Ibrahim Hocaoglu

Development of highly luminescent and cytocompatible near-IR-emitting aqueous Ag2S quantum dots

Colloidally stable and highly luminescent near-IR emitting Ag2S quantum dots (NIRQDs) were prepared by a very simple aqueous method using 2-mercaptopropionic acid (2MPA) as a coating. Emission of Ag2S-2MPA NIRQDs can be tuned between 780 and 950 nm. These NIRQDs have photoluminescence quantum yields (PLQY) around 7–39% and exhibit excellent cytocompatibility even at 600 μg mL−1 in NIH/3T3 cells. With such improved properties, Ag2S-2MPA NIRQDs have a great potential in practical bio-applications.

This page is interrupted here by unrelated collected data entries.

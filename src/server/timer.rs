use std::{future::pending, pin::Pin, time::Duration};
use tokio::time::{sleep, Instant, Sleep};

/// Per-connection inactivity deadline.
///
/// Armed when created and re-armed after every keep-alive reset, not on
/// every read: a client that trickles bytes still has to finish the
/// request within the period.
#[derive(Debug)]
pub(crate) struct TimeoutSupervisor {
    sleep: Pin<Box<Sleep>>,
    period: Duration,
    armed: bool,
}

impl TimeoutSupervisor {
    #[inline]
    pub(crate) fn new(period: Duration) -> Self {
        Self {
            sleep: Box::pin(sleep(period)),
            period,
            armed: true,
        }
    }

    #[inline]
    pub(crate) fn rearm(&mut self) {
        self.sleep.as_mut().reset(Instant::now() + self.period);
        self.armed = true;
    }

    #[inline]
    pub(crate) fn disarm(&mut self) {
        self.armed = false;
    }

    #[cfg(test)]
    pub(crate) fn is_armed(&self) -> bool {
        self.armed
    }

    /// Completes once the deadline passes. Never completes while disarmed.
    pub(crate) async fn expired(&mut self) {
        if !self.armed {
            return pending().await;
        }

        self.sleep.as_mut().await;
        self.armed = false;
    }
}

Cyto/hemocompatible magnetic hybrid nanoparticles (Ag2S–Fe3O4) with luminescence in the near-infrared region as promising theranostic materials

Small hybrid nanoparticles composed of highly biocompatible Ag2S quantum dots (QD) emitting in the near-infrared region and superparamagnetic iron oxide (SPION) are produced in a simple extraction method utilizing ligand exchange mechanism. Hybrid nanoparticles luminesce at the same wavelength as the parent QD, therefore an array of hybrid nanoparticles with emission between 840 and 912nm were easily produced. Such hybrid structures have (1) strong luminescence in the medical imaging window eliminating the autofluoresence of cells as effective optical probes, (2) strong magnetic response for magnetic targeting and (3) good cyto/hemocompatibility. An interesting size dependent cytotoxicity behavior was observed in HeLa and NIH/3T3 cell lines: smallest particles are internalized significantly more by both of the cell lines, yet showed almost no significant cytotoxicity in HeLa between 10 and 25μg/mL Ag concentration but were most toxic in NIH/3T3 cells. Cell internalization and hence the cytotoxicity enhanced when cells were incubated with the hybrid nanoparticles under magnetic field, especially with the hybrid nanoparticles containing larger amounts of SPION in the hybrid composition. These results prove them as effective optical imaging agents and magnetic delivery vehicles. Combined with the known advantages of SPIONs as a contrast agent in MRI, these particles are a step forward for new theranostics for multimode imaging and magnetic targeting.